ASSIGNED TASK
Which lines of the listing hold the string "impl"? Copy those lines.

RECORDED INFORMATION
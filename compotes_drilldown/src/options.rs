// Copyright 2025 the Compotes Authors
// SPDX-License-Identifier: Apache-2.0 OR MIT

use compotes_dom::NodeId;
use compotes_lifecycle::ParentOptions;

use crate::Drilldown;

/// Drilldown configuration.
#[derive(Clone, Debug)]
pub struct DrilldownOptions {
    /// Options shared by every component (`init`, `on`, `on_state_change`).
    pub base: ParentOptions<Drilldown>,
    /// Size the root to the current panel instead of the tallest one.
    pub dynamic_height: bool,
    /// Reload panels when the markup under the root changes.
    pub mutation_observer: bool,
}

impl Default for DrilldownOptions {
    fn default() -> Self {
        Self {
            base: ParentOptions::default(),
            dynamic_height: false,
            mutation_observer: true,
        }
    }
}

impl DrilldownOptions {
    /// Set the shared options.
    #[must_use]
    pub fn with_base(mut self, base: ParentOptions<Drilldown>) -> Self {
        self.base = base;
        self
    }

    /// Enable or disable dynamic height.
    #[must_use]
    pub fn with_dynamic_height(mut self, dynamic_height: bool) -> Self {
        self.dynamic_height = dynamic_height;
        self
    }

    /// Enable or disable mutation observation.
    #[must_use]
    pub fn with_mutation_observer(mut self, mutation_observer: bool) -> Self {
        self.mutation_observer = mutation_observer;
        self
    }
}

impl AsRef<ParentOptions<Drilldown>> for DrilldownOptions {
    fn as_ref(&self) -> &ParentOptions<Drilldown> {
        &self.base
    }
}

/// Snapshot passed to the state change callback.
#[derive(Copy, Clone, Debug, PartialEq, Eq)]
pub struct DrilldownState {
    /// Current depth, `0` at the root panel.
    pub level: usize,
    /// The panel currently shown.
    pub current_panel: Option<NodeId>,
}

ANSWER BOX
impl Default for DrilldownOptions {
impl DrilldownOptions {
impl AsRef<ParentOptions<Drilldown>> for DrilldownOptions {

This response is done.